For each line in the data below that holds "tracing", return a copy.
(Records supplied)
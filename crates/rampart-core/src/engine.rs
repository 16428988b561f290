//! The engine: explicit context for every running match.
//!
//! The `Engine` owns one instance of each module and a record per match. It
//! provides:
//! - Match id allocation (monotonic, never reused)
//! - Loading in dependency order (named regions before objectives)
//! - Event dispatch to every module of one match
//! - Match state transitions
//! - Queries over the loaded objectives
//! - An objective event log drained with [`Engine::take_events`]
//!
//! # Event model
//!
//! All calls take `&mut self` and run to completion, so an event handler never
//! observes another handler half way. Clearing a match removes all of its state
//! before returning; later events for it are silently ignored.
//!
//! # Example
//!
//! ```
//! use lattice::{BlockGrid, Element, Material, MaterialData};
//! use rampart_core::{Engine, EngineConfig, WorldEvent};
//!
//! let document = Element::new("map")
//!     .child(Element::new("item-remove").child(Element::new("item").with_text("bone")));
//!
//! let mut engine = Engine::new(EngineConfig::default());
//! let report = engine.load_match(&document, &BlockGrid::new(), &[]);
//!
//! let spawn = WorldEvent::ItemSpawn { material: MaterialData::from(Material::Bone) };
//! assert!(engine.dispatch(report.match_id, &spawn).cancelled);
//!
//! engine.clear_match(report.match_id);
//! assert!(!engine.dispatch(report.match_id, &spawn).cancelled);
//! ```

use std::collections::BTreeMap;
use std::fmt;
use std::sync::Arc;

use glam::DVec3;
use serde::{Deserialize, Serialize};

use lattice::{BlockAccess, Node, Region};

use crate::config::EngineConfig;
use crate::error::{EngineError, ModuleError};
use crate::event::{ObjectiveEvent, WorldEvent};
use crate::module::{
    CoreModule, DestroyableModule, Handled, ItemRemoveModule, LoadContext, Module, RegionModule,
};
use crate::objective::{Objective, TeamId};

// =============================================================================
// Match
// =============================================================================

/// Unique identifier for a loaded match.
#[derive(Copy, Clone, PartialEq, Eq, PartialOrd, Ord, Hash, Serialize, Deserialize)]
pub struct MatchId(u64);

impl MatchId {
    /// Creates a new `MatchId` from a raw `u64` value.
    #[must_use]
    pub const fn new(id: u64) -> Self {
        Self(id)
    }

    /// Returns the raw `u64` value of this identifier.
    #[must_use]
    pub const fn as_u64(self) -> u64 {
        self.0
    }
}

impl fmt::Debug for MatchId {
    fn fmt(&self, f: &mut fmt::Formatter<'_>) -> fmt::Result {
        write!(f, "MatchId({})", self.0)
    }
}

impl fmt::Display for MatchId {
    fn fmt(&self, f: &mut fmt::Formatter<'_>) -> fmt::Result {
        write!(f, "{}", self.0)
    }
}

impl From<u64> for MatchId {
    fn from(id: u64) -> Self {
        Self::new(id)
    }
}

/// Lifecycle state of a match.
///
/// ```text
/// Waiting -> Starting -> Playing -> Ended
///    ^          |
///    +----------+  (countdown cancelled)
/// ```
#[derive(Debug, Clone, Copy, PartialEq, Eq, Hash, Default, Serialize, Deserialize)]
pub enum MatchState {
    /// Loaded, waiting for players
    #[default]
    Waiting,
    /// Countdown running
    Starting,
    /// In progress
    Playing,
    /// Finished; world events are ignored
    Ended,
}

impl MatchState {
    /// Returns true if the match may go from `self` to `to`.
    #[must_use]
    pub const fn can_transition(self, to: Self) -> bool {
        matches!(
            (self, to),
            (Self::Waiting, Self::Starting)
                | (Self::Starting, Self::Waiting | Self::Playing)
                | (Self::Playing, Self::Ended)
        )
    }
}

/// Engine-side record of a loaded match.
#[derive(Debug, Clone)]
pub struct Match {
    id: MatchId,
    state: MatchState,
    teams: Vec<TeamId>,
}

impl Match {
    /// Match id.
    #[must_use]
    pub fn id(&self) -> MatchId {
        self.id
    }

    /// Current state.
    #[must_use]
    pub fn state(&self) -> MatchState {
        self.state
    }

    /// Teams taking part.
    #[must_use]
    pub fn teams(&self) -> &[TeamId] {
        &self.teams
    }
}

/// Outcome of [`Engine::load_match`].
#[derive(Debug, Clone)]
pub struct LoadReport {
    /// Id of the new match
    pub match_id: MatchId,
    /// Declarations that were skipped, in module order
    pub errors: Vec<ModuleError>,
}

impl LoadReport {
    /// Returns true if every declaration loaded.
    #[must_use]
    pub fn is_clean(&self) -> bool {
        self.errors.is_empty()
    }
}

/// Outcome of [`Engine::dispatch`].
#[derive(Debug, Clone, Copy, Default, PartialEq, Eq)]
pub struct Dispatch {
    /// The host should cancel the world mutation
    pub cancelled: bool,
    /// Number of objective events recorded for it
    pub objective_events: usize,
}

// =============================================================================
// Engine
// =============================================================================

/// Match context owning all modules and per-match records.
#[derive(Debug)]
pub struct Engine {
    config: EngineConfig,
    next_id: u64,
    matches: BTreeMap<MatchId, Match>,
    regions: RegionModule,
    cores: CoreModule,
    destroyables: DestroyableModule,
    item_remove: ItemRemoveModule,
    event_log: Vec<(MatchId, ObjectiveEvent)>,
}

impl Default for Engine {
    fn default() -> Self {
        Self::new(EngineConfig::default())
    }
}

impl Engine {
    /// Creates an engine with no matches.
    #[must_use]
    pub fn new(config: EngineConfig) -> Self {
        Self {
            config,
            next_id: 1,
            matches: BTreeMap::new(),
            regions: RegionModule::new(),
            cores: CoreModule::new(),
            destroyables: DestroyableModule::new(),
            item_remove: ItemRemoveModule::new(),
            event_log: Vec::new(),
        }
    }

    /// Engine defaults.
    #[must_use]
    pub fn config(&self) -> &EngineConfig {
        &self.config
    }

    /// Load a new match from a map document.
    ///
    /// Named regions load first so that objectives can refer to them. Bad
    /// declarations are reported in the returned [`LoadReport`] and skipped;
    /// the match is always created.
    ///
    /// # Arguments
    ///
    /// * `document` - Root element of the map
    /// * `world` - World snapshot used to classify objective blocks
    /// * `teams` - Teams taking part in the match
    pub fn load_match(&mut self, document: &dyn Node, world: &dyn BlockAccess, teams: &[TeamId]) -> LoadReport {
        let match_id = MatchId::new(self.next_id);
        self.next_id += 1;

        let no_regions = BTreeMap::new();
        let mut errors = self.regions.load_match(
            &LoadContext {
                match_id,
                world,
                teams,
                regions: &no_regions,
                config: &self.config,
            },
            document,
        );

        let ctx = LoadContext {
            match_id,
            world,
            teams,
            regions: self.regions.named(match_id).unwrap_or(&no_regions),
            config: &self.config,
        };
        let objectives: [&mut dyn Module; 3] = [&mut self.cores, &mut self.destroyables, &mut self.item_remove];
        for module in objectives {
            errors.extend(module.load_match(&ctx, document));
        }

        self.matches.insert(
            match_id,
            Match {
                id: match_id,
                state: MatchState::Waiting,
                teams: teams.to_vec(),
            },
        );
        tracing::info!(
            %match_id,
            cores = self.cores.cores(match_id).len(),
            destroyables = self.destroyables.destroyables(match_id).len(),
            errors = errors.len(),
            "match loaded"
        );
        LoadReport { match_id, errors }
    }

    /// Remove a match and all of its module state. Unknown matches are ignored.
    pub fn clear_match(&mut self, match_id: MatchId) {
        for module in self.modules_mut() {
            module.clear_match(match_id);
        }
        if self.matches.remove(&match_id).is_some() {
            tracing::debug!(%match_id, "match cleared");
        }
    }

    /// Deliver one world event to every module of a match.
    ///
    /// Events for unknown or ended matches are ignored.
    pub fn dispatch(&mut self, match_id: MatchId, event: &WorldEvent) -> Dispatch {
        match self.matches.get(&match_id) {
            Some(m) if m.state != MatchState::Ended => {}
            _ => return Dispatch::default(),
        }

        let mut handled = Handled::default();
        for module in self.modules_mut() {
            handled.merge(module.handle(match_id, event));
        }

        let objective_events = handled.events.len();
        self.event_log
            .extend(handled.events.into_iter().map(|event| (match_id, event)));
        Dispatch {
            cancelled: handled.cancelled,
            objective_events,
        }
    }

    /// Move a match to a new state.
    ///
    /// # Errors
    ///
    /// [`EngineError::UnknownMatch`] if the match is not loaded,
    /// [`EngineError::InvalidTransition`] if the change is not allowed.
    pub fn transition(&mut self, match_id: MatchId, to: MatchState) -> Result<(), EngineError> {
        let record = self
            .matches
            .get_mut(&match_id)
            .ok_or(EngineError::UnknownMatch(match_id))?;
        let from = record.state;
        if !from.can_transition(to) {
            return Err(EngineError::InvalidTransition { id: match_id, from, to });
        }
        record.state = to;
        tracing::info!(%match_id, ?from, ?to, "match state changed");
        Ok(())
    }

    /// A loaded match.
    #[must_use]
    pub fn get_match(&self, match_id: MatchId) -> Option<&Match> {
        self.matches.get(&match_id)
    }

    /// State of a loaded match.
    #[must_use]
    pub fn state(&self, match_id: MatchId) -> Option<MatchState> {
        self.matches.get(&match_id).map(Match::state)
    }

    /// All loaded matches in id order.
    pub fn matches(&self) -> impl Iterator<Item = &Match> {
        self.matches.values()
    }

    /// Cores of a match in declaration order.
    #[must_use]
    pub fn cores(&self, match_id: MatchId) -> &[Objective] {
        self.cores.cores(match_id)
    }

    /// Destroyables of a match in declaration order.
    #[must_use]
    pub fn destroyables(&self, match_id: MatchId) -> &[Objective] {
        self.destroyables.destroyables(match_id)
    }

    /// The core closest to `point`; ties go to the first declared.
    #[must_use]
    pub fn closest_core(&self, match_id: MatchId, point: DVec3) -> Option<&Objective> {
        self.cores.closest(match_id, point)
    }

    /// The destroyable closest to `point`; ties go to the first declared.
    #[must_use]
    pub fn closest_destroyable(&self, match_id: MatchId, point: DVec3) -> Option<&Objective> {
        self.destroyables.closest(match_id, point)
    }

    /// Any objective of a match by id.
    #[must_use]
    pub fn objective(&self, match_id: MatchId, id: &str) -> Option<&Objective> {
        self.cores(match_id)
            .iter()
            .chain(self.destroyables(match_id))
            .find(|objective| objective.id().as_str() == id)
    }

    /// A named region of a match.
    #[must_use]
    pub fn region(&self, match_id: MatchId, id: &str) -> Option<Arc<Region>> {
        self.regions.get(match_id, id)
    }

    /// Drains and returns all recorded objective events, oldest first.
    pub fn take_events(&mut self) -> Vec<(MatchId, ObjectiveEvent)> {
        std::mem::take(&mut self.event_log)
    }

    /// Returns the number of events currently in the log.
    #[must_use]
    pub fn event_count(&self) -> usize {
        self.event_log.len()
    }

    fn modules_mut(&mut self) -> [&mut dyn Module; 4] {
        [
            &mut self.regions,
            &mut self.cores,
            &mut self.destroyables,
            &mut self.item_remove,
        ]
    }
}

#[cfg(test)]
mod tests {
    use super::*;
    use lattice::{BlockGrid, Element};

    mod match_id_tests {
        use super::*;

        #[test]
        fn display_and_ordering() {
            assert!(MatchId::new(1) < MatchId::new(2));
            assert_eq!(MatchId::new(5).to_string(), "5");
            assert_eq!(format!("{:?}", MatchId::new(5)), "MatchId(5)");
            assert_eq!(MatchId::from(8).as_u64(), 8);
        }
    }

    mod state_tests {
        use super::*;

        #[test]
        fn allowed_transitions() {
            use MatchState::{Ended, Playing, Starting, Waiting};
            assert!(Waiting.can_transition(Starting));
            assert!(Starting.can_transition(Waiting));
            assert!(Starting.can_transition(Playing));
            assert!(Playing.can_transition(Ended));

            assert!(!Waiting.can_transition(Playing));
            assert!(!Playing.can_transition(Waiting));
            assert!(!Ended.can_transition(Waiting));
            assert!(!Playing.can_transition(Playing));
        }

        #[test]
        fn engine_enforces_transitions() {
            let mut engine = Engine::default();
            let id = engine.load_match(&Element::new("map"), &BlockGrid::new(), &[]).match_id;
            assert_eq!(engine.state(id), Some(MatchState::Waiting));

            assert_eq!(
                engine.transition(id, MatchState::Ended),
                Err(EngineError::InvalidTransition {
                    id,
                    from: MatchState::Waiting,
                    to: MatchState::Ended,
                })
            );
            engine.transition(id, MatchState::Starting).unwrap();
            engine.transition(id, MatchState::Playing).unwrap();
            assert_eq!(engine.state(id), Some(MatchState::Playing));

            let unknown = MatchId::new(404);
            assert_eq!(
                engine.transition(unknown, MatchState::Starting),
                Err(EngineError::UnknownMatch(unknown))
            );
        }
    }

    mod lifecycle_tests {
        use super::*;

        #[test]
        fn ids_are_never_reused() {
            let mut engine = Engine::default();
            let doc = Element::new("map");
            let a = engine.load_match(&doc, &BlockGrid::new(), &[]).match_id;
            engine.clear_match(a);
            let b = engine.load_match(&doc, &BlockGrid::new(), &[]).match_id;
            assert_ne!(a, b);
            assert_eq!(engine.matches().map(Match::id).collect::<Vec<_>>(), vec![b]);
        }

        #[test]
        fn clearing_unknown_match_is_a_no_op() {
            let mut engine = Engine::default();
            engine.clear_match(MatchId::new(12));
            assert!(engine.get_match(MatchId::new(12)).is_none());
        }

        #[test]
        fn load_records_teams() {
            let mut engine = Engine::default();
            let teams = [TeamId::new("red"), TeamId::new("blue")];
            let report = engine.load_match(&Element::new("map"), &BlockGrid::new(), &teams);
            assert!(report.is_clean());
            assert_eq!(engine.get_match(report.match_id).unwrap().teams(), &teams);
        }
    }
}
(End Records supplied)
Reply to the task
        tracing::info!(
            tracing::debug!(%match_id, "match cleared");
        tracing::info!(%match_id, ?from, ?to, "match state changed");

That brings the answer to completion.